Науки о человеке изучаются Витгенштейном прежде всего на материале психологии. Философ вообще считал, что основные проблемы психологии имеют не столько эмпирический, сколько концептуальный характер и связаны с анализом логических связей (или, как предпочитал он выражаться, с анализом грамматики) основных понятий психологии. А эти понятия выражаются в обыденном языке, в разных языковых играх, соответствующих разным формам жизни. Поэтому витгенштейновская философия психологии — это прежде всего критика основных теоретических конструкций, из которых исходила современная ему психология (а он внимательно изучал работы многих современных ему психологов, в частности, В.Джеймса, В. Келера и др.) и вместе с тем формулировка того понимания психических феноменов, которое Витгенштейн считал адекватным, соответствующим правилам употребления психологических терминов в обычной речевой коммуникации. Анализ этой речевой коммуникации (в разных языковых играх) и является по мнению философа ключом к пониманию того, что мы считаем психической жизнью.

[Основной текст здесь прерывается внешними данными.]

// Copyright (c) The Tripswitch Project Authors.
// Licensed under the MIT License.

use std::borrow::Cow;
use std::future::Future;
use std::sync::Arc;

use hourglass::Clock;

use crate::args::{OnClosedArgs, OnOpenedArgs, OnProbingArgs};
use crate::callbacks::{OnClosed, OnOpened, OnProbing};
use crate::gate::{
    Admission, CallMode, CallOutcome, CircuitGate, GateCore, GateOptions, GateTelemetry,
    Settlement,
};
use crate::options::BreakerOptions;
use crate::{BreakerSnapshot, CircuitOpenError, CircuitState, Rejection};

/// Guards calls to an unreliable dependency.
///
/// The breaker starts closed and lets calls through while tallying
/// failures. Once the trip policy is satisfied it opens: calls are rejected
/// outright and routed to their fallback until the reset timeout elapses.
/// The next call after that runs as a single probe; enough probe successes
/// close the circuit, one probe failure reopens it for a full timeout.
///
/// Cloning a breaker is cheap and every clone shares the same circuit, so a
/// breaker can guard the same dependency from many tasks at once.
///
/// # Examples
///
/// ```
/// use tripswitch::{CircuitBreaker, Rejection};
///
/// # async fn example(breaker: &CircuitBreaker) -> Result<String, MyError> {
/// breaker
///     .execute(
///         || fetch_quote(),
///         |_rejection: Rejection<MyError>| Ok("cached quote".to_owned()),
///     )
///     .await
/// # }
/// # #[derive(Debug)] struct MyError;
/// # async fn fetch_quote() -> Result<String, MyError> { Ok(String::new()) }
/// ```
#[derive(Debug, Clone)]
pub struct CircuitBreaker {
    shared: Arc<Shared>,
}

#[derive(Debug)]
struct Shared {
    name: Cow<'static, str>,
    gate: GateTelemetry<GateCore>,
    on_opened: Option<OnOpened>,
    on_closed: Option<OnClosed>,
    on_probing: Option<OnProbing>,
}

impl CircuitBreaker {
    /// Builds a breaker from validated options.
    pub(crate) fn new(options: BreakerOptions, clock: Clock) -> Self {
        let parts = options.into_parts();
        let core = GateCore::new(
            GateOptions {
                trip_policy: parts.trip_policy,
                success_threshold: parts.success_threshold,
                reset_timeout: parts.reset_timeout,
            },
            clock,
        );

        Self {
            shared: Arc::new(Shared {
                gate: GateTelemetry::new(core, parts.name.clone()),
                name: parts.name,
                on_opened: parts.on_opened,
                on_closed: parts.on_closed,
                on_probing: parts.on_probing,
            }),
        }
    }

    /// The breaker's name.
    #[must_use]
    pub fn name(&self) -> &str {
        &self.shared.name
    }

    /// The circuit's current state.
    ///
    /// Like a [`snapshot`][Self::snapshot], the answer can be outdated by
    /// the time the caller looks at it.
    #[must_use]
    pub fn state(&self) -> CircuitState {
        self.shared.gate.snapshot().state()
    }

    /// Takes a point-in-time snapshot of the circuit's state and counters.
    #[must_use]
    pub fn snapshot(&self) -> BreakerSnapshot {
        self.shared.gate.snapshot()
    }

    /// Runs `operation` through the circuit, falling back on failure.
    ///
    /// While the circuit is closed the operation runs and its result is
    /// returned, except that an `Err` is first offered to `fallback`
    /// wrapped in [`Rejection::Operation`]. While the circuit is open the
    /// operation is never invoked; `fallback` receives
    /// [`Rejection::Open`] instead.
    ///
    /// The fallback decides the final result: it can substitute a value,
    /// translate the error, or return it unchanged.
    ///
    /// # Errors
    ///
    /// Returns whatever error the fallback produces.
    pub async fn execute<T, E, Fut, Op, Fb>(&self, operation: Op, fallback: Fb) -> Result<T, E>
    where
        Op: FnOnce() -> Fut,
        Fut: Future<Output = Result<T, E>>,
        Fb: FnOnce(Rejection<E>) -> Result<T, E>,
    {
        match self.try_execute(operation).await {
            Ok(value) => Ok(value),
            Err(rejection) => fallback(rejection),
        }
    }

    /// Runs `operation` through the circuit without a fallback.
    ///
    /// # Errors
    ///
    /// Returns [`Rejection::Operation`] when the operation ran and failed,
    /// or [`Rejection::Open`] when the circuit rejected the call without
    /// running it.
    pub async fn try_execute<T, E, Fut, Op>(&self, operation: Op) -> Result<T, Rejection<E>>
    where
        Op: FnOnce() -> Fut,
        Fut: Future<Output = Result<T, E>>,
    {
        let mode = match self.shared.gate.admit() {
            Admission::Admitted { mode } => mode,
            Admission::Rejected { retry_after } => {
                return Err(Rejection::Open(CircuitOpenError { retry_after }));
            }
        };

        if mode == CallMode::Probe {
            if let Some(on_probing) = &self.shared.on_probing {
                on_probing.call(OnProbingArgs::default());
            }
        }

        // The gate is not held across the await; the outcome is fed back
        // through `settle` once the operation finishes.
        let result = operation().await;

        let outcome = match &result {
            Ok(_) => CallOutcome::Success,
            Err(_) => CallOutcome::Failure,
        };
        let settlement = self.shared.gate.settle(outcome, mode);
        self.notify(settlement);

        result.map_err(Rejection::Operation)
    }

    fn notify(&self, settlement: Settlement) {
        match settlement {
            Settlement::Opened { times_opened } | Settlement::Reopened { times_opened } => {
                if let Some(on_opened) = &self.shared.on_opened {
                    on_opened.call(OnOpenedArgs { times_opened });
                }
            }
            Settlement::Closed { open_duration } => {
                if let Some(on_closed) = &self.shared.on_closed {
                    on_closed.call(OnClosedArgs { open_duration });
                }
            }
            Settlement::Unchanged => {}
        }
    }
}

По Витгенштейну философия вообще может больше сказать о психической жизни, чем психология. Философ был довольно низкого мнения о возможностях психологии как науки (Wittgenstein, 1980). Он подчеркивал, что отличия психологии от естественных наук связаны вовсе не с тем, что первая еще недостаточно созрела как научная дисциплина (это было мнением многих психологов в 20-е, 30-е гг., в частности, В. Келера, которого Витгенштейн изучал), а с тем прежде всего, что психологическое знание принципиально иного рода, чем знание естественнонаучное. В отличие от естествознания, бессмысленно даже предполагать возможность какого-то революционного открытия в психологии, переворачивающего наши представления, ибо все основное о нашей психической жизни нам известно из нашего обычного опыта, выраженного в языке. В актах речевой коммуникации и выражается наша психическая жизнь. Для того, чтобы выяснить взаимоотношения между основными состояниями сознания (ощущения, чувственные впечатления, представления, эмоции), диспозициями (эмоциональные установки, формы убежденности), психическими действиями (переживания, тенденции, акты воли), возможностями (знание, понимание), достаточно философского анализа различного рода языковых игр (в которых акты коммуникации вплетены в разного рода действия и сами выступают как действия). Психологический эксперимент мало что может дать в этом отношении. Что же касается возможности предвидеть действия другого человека, формулировать законы его поведения (по образцу тех законов, которые формулируются в естественных науках), то так называемая научная психология вряд ли что может предложить. Действия другого человека вообще в большинстве случаев непредсказуемы. Тем не менее знание о другом человеке и возможность если и не предсказать, то понять его действия, можно получить. Но это знание (во многом интуитивное) не вырабатывается в психологии, а возникает в ходе практической коммуникации с другим, в результате которой устанавливается практическая согласованность действий и взаимопонимание (которое, как правило, не вербализуется, ибо лежит в основе самой коммуникации).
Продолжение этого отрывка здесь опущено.